* **DIRECTIONS**:
Should a line below contain the word "TransitionContext", report it.

* **SUPPLIED DATA**:
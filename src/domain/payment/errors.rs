use thiserror::Error;

#[derive(Debug, Clone, PartialEq, Eq, Error)]
pub enum PaymentError {
  #[error("Payment processing is not configured")]
  NotConfigured,

  #[error("Payment processor rejected the request ({status}): {message}")]
  Rejected { status: u16, message: String },

  #[error("Payment processor unavailable: {0}")]
  Unavailable(String),

  #[error("Unexpected payment processor response: {0}")]
  InvalidResponse(String),
}

impl PaymentError {
  /// Worth another attempt: transport failures and 5xx/429 answers
  pub fn is_transient(&self) -> bool {
    match self {
      PaymentError::Unavailable(_) => true,
      PaymentError::Rejected { status, .. } => *status >= 500 || *status == 429,
      _ => false,
    }
  }
}
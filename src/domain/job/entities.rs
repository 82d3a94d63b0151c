use chrono::{DateTime, NaiveDate, Utc};
use rust_decimal::Decimal;
use serde::{Deserialize, Serialize};

use super::errors::JobError;
use super::state_machine::{self, Transition, TransitionContext};
use super::value_objects::{JobId, JobPriority, JobReference, JobStatus};
use crate::domain::company::value_objects::CompanyId;
use crate::domain::invoice::value_objects::InvoiceId;
use crate::domain::shared::{Location, Money};

/// A single transport movement from pickup to delivery
#[derive(Debug, Clone, PartialEq, Serialize, Deserialize)]
pub struct Job {
  pub id: JobId,
  pub reference: JobReference,
  pub status: JobStatus,
  pub priority: JobPriority,
  pub customer_id: Option<CompanyId>,
  pub carrier_id: Option<CompanyId>,
  pub vehicle_id: Option<String>,
  pub driver_id: Option<String>,
  pub pickup: Location,
  pub delivery: Location,
  pub pickup_date: Option<NaiveDate>,
  pub delivery_date: Option<NaiveDate>,
  pub value: Money,
  pub agreed_cost_gbp: Option<Decimal>,
  pub pod_uploaded: bool,
  pub pod_document_id: Option<String>,
  pub issue_details: Option<String>,
  pub status_before_issue: Option<JobStatus>,
  pub self_invoiced: Option<bool>,
  pub invoice_id: Option<InvoiceId>,
  pub self_invoice_id: Option<InvoiceId>,
  pub notes: Option<String>,
  pub created_at: DateTime<Utc>,
  pub updated_at: DateTime<Utc>,
}

/// Validated input for a new job
#[derive(Debug, Clone)]
pub struct NewJob {
  pub reference: Option<JobReference>,
  pub priority: JobPriority,
  pub customer_id: Option<CompanyId>,
  pub pickup: Location,
  pub delivery: Location,
  pub pickup_date: Option<NaiveDate>,
  pub delivery_date: Option<NaiveDate>,
  pub value: Money,
  pub agreed_cost_gbp: Option<Decimal>,
  pub notes: Option<String>,
}

/// Partial edit; `None` leaves the field as it is
#[derive(Debug, Clone, Default)]
pub struct JobUpdate {
  pub priority: Option<JobPriority>,
  pub pickup: Option<Location>,
  pub delivery: Option<Location>,
  pub pickup_date: Option<NaiveDate>,
  pub delivery_date: Option<NaiveDate>,
  pub value: Option<Money>,
  pub agreed_cost_gbp: Option<Decimal>,
  pub vehicle_id: Option<String>,
  pub driver_id: Option<String>,
  pub notes: Option<String>,
}

impl JobUpdate {
  fn touches_money(&self) -> bool {
    self.value.is_some() || self.agreed_cost_gbp.is_some()
  }
}

impl Job {
  pub fn new(new_job: NewJob) -> Result<Self, JobError> {
    validate_agreed_cost(new_job.agreed_cost_gbp)?;
    validate_dates(new_job.pickup_date, new_job.delivery_date)?;

    let now = Utc::now();
    let reference = new_job
      .reference
      .unwrap_or_else(|| JobReference::generate(now.date_naive()));

    Ok(Self {
      id: JobId::generate(),
      reference,
      status: JobStatus::Booked,
      priority: new_job.priority,
      customer_id: new_job.customer_id,
      carrier_id: None,
      vehicle_id: None,
      driver_id: None,
      pickup: new_job.pickup,
      delivery: new_job.delivery,
      pickup_date: new_job.pickup_date,
      delivery_date: new_job.delivery_date,
      value: new_job.value,
      agreed_cost_gbp: new_job.agreed_cost_gbp,
      pod_uploaded: false,
      pod_document_id: None,
      issue_details: None,
      status_before_issue: None,
      self_invoiced: None,
      invoice_id: None,
      self_invoice_id: None,
      notes: new_job.notes,
      created_at: now,
      updated_at: now,
    })
  }

  /// Status `ready_for_invoicing`, or delivery complete with POD uploaded
  pub fn is_ready_for_invoicing(&self) -> bool {
    self.status == JobStatus::ReadyForInvoicing
      || (self.status.is_delivery_complete() && self.pod_uploaded)
  }

  pub fn is_self_invoiced(&self) -> bool {
    self.self_invoiced == Some(true)
  }

  /// Date used to place the job inside a self-invoice period
  pub fn job_date(&self) -> NaiveDate {
    self
      .delivery_date
      .unwrap_or_else(|| self.created_at.date_naive())
  }

  /// Facts the state machine needs; `invoice_paid` comes from the invoice
  /// side and has to be supplied by the caller.
  pub fn transition_context(&self, invoice_paid: bool) -> TransitionContext {
    TransitionContext {
      carrier_assigned: self.carrier_id.is_some(),
      pod_uploaded: self.pod_uploaded,
      ready_for_invoicing: self.is_ready_for_invoicing(),
      invoice_linked: self.invoice_id.is_some(),
      invoice_paid,
      issue_details: self.issue_details.clone(),
      status_before_issue: self.status_before_issue,
    }
  }

  /// Validates `status → to` against `context` and applies it, including
  /// issue bookkeeping on the way into and out of `issues`.
  pub fn transition_to(
    &mut self,
    to: JobStatus,
    context: &TransitionContext,
  ) -> Result<&'static Transition, JobError> {
    let transition = state_machine::validate_transition(self.status, to, context)?;

    if to == JobStatus::Issues {
      self.status_before_issue = Some(self.status);
      self.issue_details = context.issue_details.clone();
    } else if self.status == JobStatus::Issues {
      self.status_before_issue = None;
      self.issue_details = None;
    }

    // Releasing the carrier drops the whole assignment
    if self.status == JobStatus::Allocated && to == JobStatus::Booked {
      self.carrier_id = None;
      self.vehicle_id = None;
      self.driver_id = None;
    }

    self.status = to;
    self.updated_at = Utc::now();
    Ok(transition)
  }

  pub fn apply_update(&mut self, update: JobUpdate) -> Result<(), JobError> {
    if self.status == JobStatus::Archived {
      return Err(JobError::Archived(self.id.clone()));
    }
    if update.touches_money() && (self.invoice_id.is_some() || self.is_self_invoiced()) {
      return Err(JobError::AlreadyInvoiced(self.id.clone()));
    }
    validate_agreed_cost(update.agreed_cost_gbp)?;
    validate_dates(
      update.pickup_date.or(self.pickup_date),
      update.delivery_date.or(self.delivery_date),
    )?;

    if let Some(priority) = update.priority {
      self.priority = priority;
    }
    if let Some(pickup) = update.pickup {
      self.pickup = pickup;
    }
    if let Some(delivery) = update.delivery {
      self.delivery = delivery;
    }
    if update.pickup_date.is_some() {
      self.pickup_date = update.pickup_date;
    }
    if update.delivery_date.is_some() {
      self.delivery_date = update.delivery_date;
    }
    if let Some(value) = update.value {
      self.value = value;
    }
    if update.agreed_cost_gbp.is_some() {
      self.agreed_cost_gbp = update.agreed_cost_gbp;
    }
    if update.vehicle_id.is_some() {
      self.vehicle_id = update.vehicle_id;
    }
    if update.driver_id.is_some() {
      self.driver_id = update.driver_id;
    }
    if update.notes.is_some() {
      self.notes = update.notes;
    }
    self.updated_at = Utc::now();
    Ok(())
  }

  pub fn record_pod(&mut self, document_id: String) {
    self.pod_uploaded = true;
    self.pod_document_id = Some(document_id);
    self.updated_at = Utc::now();
  }

  pub fn mark_self_invoiced(&mut self, self_invoice_id: InvoiceId) {
    self.self_invoiced = Some(true);
    self.self_invoice_id = Some(self_invoice_id);
    self.updated_at = Utc::now();
  }
}

fn validate_agreed_cost(cost: Option<Decimal>) -> Result<(), JobError> {
  match cost {
    Some(cost) if cost.is_sign_negative() => Err(JobError::InvalidAgreedCost(cost)),
    _ => Ok(()),
  }
}

fn validate_dates(pickup: Option<NaiveDate>, delivery: Option<NaiveDate>) -> Result<(), JobError> {
  match (pickup, delivery) {
    (Some(pickup), Some(delivery)) if delivery < pickup => {
      Err(JobError::InvalidDates { pickup, delivery })
    }
    _ => Ok(()),
  }
}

* **ANSWER**:
use super::state_machine::{self, Transition, TransitionContext};
  pub fn transition_context(&self, invoice_paid: bool) -> TransitionContext {
    TransitionContext {
    context: &TransitionContext,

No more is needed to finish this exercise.